• What you should do:
Present the data once more in exactly its original form.

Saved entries
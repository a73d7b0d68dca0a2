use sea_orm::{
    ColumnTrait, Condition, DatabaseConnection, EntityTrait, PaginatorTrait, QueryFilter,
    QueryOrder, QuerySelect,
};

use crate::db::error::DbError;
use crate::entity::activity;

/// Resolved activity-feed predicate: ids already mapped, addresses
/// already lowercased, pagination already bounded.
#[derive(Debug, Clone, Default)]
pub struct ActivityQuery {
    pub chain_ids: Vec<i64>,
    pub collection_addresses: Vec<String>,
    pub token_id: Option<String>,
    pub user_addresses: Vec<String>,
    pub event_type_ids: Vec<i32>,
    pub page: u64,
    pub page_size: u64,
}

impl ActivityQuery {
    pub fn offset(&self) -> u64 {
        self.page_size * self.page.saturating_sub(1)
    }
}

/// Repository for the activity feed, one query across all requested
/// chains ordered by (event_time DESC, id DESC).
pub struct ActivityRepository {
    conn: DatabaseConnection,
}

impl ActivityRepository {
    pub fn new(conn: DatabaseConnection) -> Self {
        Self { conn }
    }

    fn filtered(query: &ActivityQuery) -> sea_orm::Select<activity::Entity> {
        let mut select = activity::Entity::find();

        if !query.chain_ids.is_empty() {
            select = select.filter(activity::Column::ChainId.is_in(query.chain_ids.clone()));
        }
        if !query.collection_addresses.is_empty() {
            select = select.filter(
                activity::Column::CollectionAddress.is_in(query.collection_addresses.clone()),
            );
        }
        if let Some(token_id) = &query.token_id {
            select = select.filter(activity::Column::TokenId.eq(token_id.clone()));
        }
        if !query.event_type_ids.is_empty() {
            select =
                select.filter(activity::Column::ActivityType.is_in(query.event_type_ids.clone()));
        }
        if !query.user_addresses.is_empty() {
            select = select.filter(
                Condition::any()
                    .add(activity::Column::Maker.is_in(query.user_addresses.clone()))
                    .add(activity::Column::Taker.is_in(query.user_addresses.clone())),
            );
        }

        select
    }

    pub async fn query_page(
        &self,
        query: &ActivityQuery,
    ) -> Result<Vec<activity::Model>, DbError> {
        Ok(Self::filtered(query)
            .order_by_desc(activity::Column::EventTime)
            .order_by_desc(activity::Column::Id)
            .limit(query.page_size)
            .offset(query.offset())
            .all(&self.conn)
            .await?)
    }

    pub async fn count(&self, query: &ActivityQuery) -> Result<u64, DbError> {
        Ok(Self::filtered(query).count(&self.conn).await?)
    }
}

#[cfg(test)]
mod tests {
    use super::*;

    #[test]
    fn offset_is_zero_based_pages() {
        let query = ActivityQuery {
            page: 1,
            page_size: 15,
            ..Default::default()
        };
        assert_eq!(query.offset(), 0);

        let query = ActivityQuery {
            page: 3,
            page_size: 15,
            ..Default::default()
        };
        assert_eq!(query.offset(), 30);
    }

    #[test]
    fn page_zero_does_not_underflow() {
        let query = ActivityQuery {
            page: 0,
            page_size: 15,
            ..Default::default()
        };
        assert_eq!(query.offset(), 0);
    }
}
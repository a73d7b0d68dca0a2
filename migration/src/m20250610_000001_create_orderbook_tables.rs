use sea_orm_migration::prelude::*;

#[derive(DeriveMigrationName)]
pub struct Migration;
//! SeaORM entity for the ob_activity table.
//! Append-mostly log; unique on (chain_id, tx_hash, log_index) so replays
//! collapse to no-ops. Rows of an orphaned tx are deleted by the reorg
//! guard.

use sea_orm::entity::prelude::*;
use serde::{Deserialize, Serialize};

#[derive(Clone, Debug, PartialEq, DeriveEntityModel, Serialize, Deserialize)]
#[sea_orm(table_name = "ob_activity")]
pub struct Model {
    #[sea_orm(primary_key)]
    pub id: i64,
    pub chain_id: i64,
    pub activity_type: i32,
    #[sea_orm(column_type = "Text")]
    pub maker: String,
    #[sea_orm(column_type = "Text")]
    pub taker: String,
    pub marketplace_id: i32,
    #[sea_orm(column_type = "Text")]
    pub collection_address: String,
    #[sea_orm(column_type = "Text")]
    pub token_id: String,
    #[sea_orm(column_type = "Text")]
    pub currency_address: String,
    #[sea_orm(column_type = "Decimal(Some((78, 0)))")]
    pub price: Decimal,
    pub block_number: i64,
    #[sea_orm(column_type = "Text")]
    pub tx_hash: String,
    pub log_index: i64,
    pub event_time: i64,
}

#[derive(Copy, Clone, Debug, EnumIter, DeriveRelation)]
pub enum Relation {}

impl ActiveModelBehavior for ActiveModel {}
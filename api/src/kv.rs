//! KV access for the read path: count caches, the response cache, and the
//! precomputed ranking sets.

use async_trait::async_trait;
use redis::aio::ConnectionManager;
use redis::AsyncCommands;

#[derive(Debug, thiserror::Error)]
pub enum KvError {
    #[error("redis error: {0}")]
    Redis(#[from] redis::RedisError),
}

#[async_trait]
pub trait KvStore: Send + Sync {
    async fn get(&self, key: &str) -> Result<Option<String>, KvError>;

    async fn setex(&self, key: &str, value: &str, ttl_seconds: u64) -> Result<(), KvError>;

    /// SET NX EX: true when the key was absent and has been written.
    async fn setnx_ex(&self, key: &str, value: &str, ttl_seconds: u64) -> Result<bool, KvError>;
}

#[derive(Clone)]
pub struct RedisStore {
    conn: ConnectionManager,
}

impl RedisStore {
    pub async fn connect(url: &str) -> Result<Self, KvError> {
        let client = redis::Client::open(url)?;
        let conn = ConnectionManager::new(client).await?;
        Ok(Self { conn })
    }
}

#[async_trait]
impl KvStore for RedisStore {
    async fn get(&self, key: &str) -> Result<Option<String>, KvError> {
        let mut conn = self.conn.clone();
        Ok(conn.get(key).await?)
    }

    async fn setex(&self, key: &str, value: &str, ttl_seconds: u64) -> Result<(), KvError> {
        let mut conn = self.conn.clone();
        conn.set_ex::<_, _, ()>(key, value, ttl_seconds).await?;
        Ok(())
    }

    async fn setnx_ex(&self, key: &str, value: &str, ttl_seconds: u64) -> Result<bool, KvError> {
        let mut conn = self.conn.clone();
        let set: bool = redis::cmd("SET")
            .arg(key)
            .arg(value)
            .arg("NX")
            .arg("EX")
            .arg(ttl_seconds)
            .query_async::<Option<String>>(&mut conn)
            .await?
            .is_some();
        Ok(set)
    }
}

• Result for this task:
repository a73d7b0d68dca0a2
use sea_orm::{
    ColumnTrait, Condition, DatabaseConnection, EntityTrait, PaginatorTrait, QueryFilter,
    QueryOrder, QuerySelect,
};

use crate::db::error::DbError;
use crate::entity::activity;

/// Resolved activity-feed predicate: ids already mapped, addresses
/// already lowercased, pagination already bounded.
#[derive(Debug, Clone, Default)]
pub struct ActivityQuery {
    pub chain_ids: Vec<i64>,
    pub collection_addresses: Vec<String>,
    pub token_id: Option<String>,
    pub user_addresses: Vec<String>,
    pub event_type_ids: Vec<i32>,
    pub page: u64,
    pub page_size: u64,
}

impl ActivityQuery {
    pub fn offset(&self) -> u64 {
        self.page_size * self.page.saturating_sub(1)
    }
}

/// Repository for the activity feed, one query across all requested
/// chains ordered by (event_time DESC, id DESC).
pub struct ActivityRepository {
    conn: DatabaseConnection,
}

impl ActivityRepository {
    pub fn new(conn: DatabaseConnection) -> Self {
        Self { conn }
    }

    fn filtered(query: &ActivityQuery) -> sea_orm::Select<activity::Entity> {
        let mut select = activity::Entity::find();

        if !query.chain_ids.is_empty() {
            select = select.filter(activity::Column::ChainId.is_in(query.chain_ids.clone()));
        }
        if !query.collection_addresses.is_empty() {
            select = select.filter(
                activity::Column::CollectionAddress.is_in(query.collection_addresses.clone()),
            );
        }
        if let Some(token_id) = &query.token_id {
            select = select.filter(activity::Column::TokenId.eq(token_id.clone()));
        }
        if !query.event_type_ids.is_empty() {
            select =
                select.filter(activity::Column::ActivityType.is_in(query.event_type_ids.clone()));
        }
        if !query.user_addresses.is_empty() {
            select = select.filter(
                Condition::any()
                    .add(activity::Column::Maker.is_in(query.user_addresses.clone()))
                    .add(activity::Column::Taker.is_in(query.user_addresses.clone())),
            );
        }

        select
    }

    pub async fn query_page(
        &self,
        query: &ActivityQuery,
    ) -> Result<Vec<activity::Model>, DbError> {
        Ok(Self::filtered(query)
            .order_by_desc(activity::Column::EventTime)
            .order_by_desc(activity::Column::Id)
            .limit(query.page_size)
            .offset(query.offset())
            .all(&self.conn)
            .await?)
    }

    pub async fn count(&self, query: &ActivityQuery) -> Result<u64, DbError> {
        Ok(Self::filtered(query).count(&self.conn).await?)
    }
}

#[cfg(test)]
mod tests {
    use super::*;

    #[test]
    fn offset_is_zero_based_pages() {
        let query = ActivityQuery {
            page: 1,
            page_size: 15,
            ..Default::default()
        };
        assert_eq!(query.offset(), 0);

        let query = ActivityQuery {
            page: 3,
            page_size: 15,
            ..Default::default()
        };
        assert_eq!(query.offset(), 30);
    }

    #[test]
    fn page_zero_does_not_underflow() {
        let query = ActivityQuery {
            page: 0,
            page_size: 15,
            ..Default::default()
        };
        assert_eq!(query.offset(), 0);
    }
}
repository a73d7b0d68dca0a2
filename migration/src/m20250610_000001_create_orderbook_tables.rs
use sea_orm_migration::prelude::*;

#[derive(DeriveMigrationName)]
pub struct Migration;
//! SeaORM entity for the ob_activity table.
//! Append-mostly log; unique on (chain_id, tx_hash, log_index) so replays
//! collapse to no-ops. Rows of an orphaned tx are deleted by the reorg
//! guard.

use sea_orm::entity::prelude::*;
use serde::{Deserialize, Serialize};

#[derive(Clone, Debug, PartialEq, DeriveEntityModel, Serialize, Deserialize)]
#[sea_orm(table_name = "ob_activity")]
pub struct Model {
    #[sea_orm(primary_key)]
    pub id: i64,
    pub chain_id: i64,
    pub activity_type: i32,
    #[sea_orm(column_type = "Text")]
    pub maker: String,
    #[sea_orm(column_type = "Text")]
    pub taker: String,
    pub marketplace_id: i32,
    #[sea_orm(column_type = "Text")]
    pub collection_address: String,
    #[sea_orm(column_type = "Text")]
    pub token_id: String,
    #[sea_orm(column_type = "Text")]
    pub currency_address: String,
    #[sea_orm(column_type = "Decimal(Some((78, 0)))")]
    pub price: Decimal,
    pub block_number: i64,
    #[sea_orm(column_type = "Text")]
    pub tx_hash: String,
    pub log_index: i64,
    pub event_time: i64,
}

#[derive(Copy, Clone, Debug, EnumIter, DeriveRelation)]
pub enum Relation {}

impl ActiveModelBehavior for ActiveModel {}
filename api/src/kv.rs
//! KV access for the read path: count caches, the response cache, and the
//! precomputed ranking sets.

use async_trait::async_trait;
use redis::aio::ConnectionManager;
use redis::AsyncCommands;

#[derive(Debug, thiserror::Error)]
pub enum KvError {
    #[error("redis error: {0}")]
    Redis(#[from] redis::RedisError),
}

#[async_trait]
pub trait KvStore: Send + Sync {
    async fn get(&self, key: &str) -> Result<Option<String>, KvError>;

    async fn setex(&self, key: &str, value: &str, ttl_seconds: u64) -> Result<(), KvError>;

    /// SET NX EX: true when the key was absent and has been written.
    async fn setnx_ex(&self, key: &str, value: &str, ttl_seconds: u64) -> Result<bool, KvError>;
}

#[derive(Clone)]
pub struct RedisStore {
    conn: ConnectionManager,
}

impl RedisStore {
    pub async fn connect(url: &str) -> Result<Self, KvError> {
        let client = redis::Client::open(url)?;
        let conn = ConnectionManager::new(client).await?;
        Ok(Self { conn })
    }
}

#[async_trait]
impl KvStore for RedisStore {
    async fn get(&self, key: &str) -> Result<Option<String>, KvError> {
        let mut conn = self.conn.clone();
        Ok(conn.get(key).await?)
    }

    async fn setex(&self, key: &str, value: &str, ttl_seconds: u64) -> Result<(), KvError> {
        let mut conn = self.conn.clone();
        conn.set_ex::<_, _, ()>(key, value, ttl_seconds).await?;
        Ok(())
    }

    async fn setnx_ex(&self, key: &str, value: &str, ttl_seconds: u64) -> Result<bool, KvError> {
        let mut conn = self.conn.clone();
        let set: bool = redis::cmd("SET")
            .arg(key)
            .arg(value)
            .arg("NX")
            .arg("EX")
            .arg(ttl_seconds)
            .query_async::<Option<String>>(&mut conn)
            .await?
            .is_some();
        Ok(set)
    }
}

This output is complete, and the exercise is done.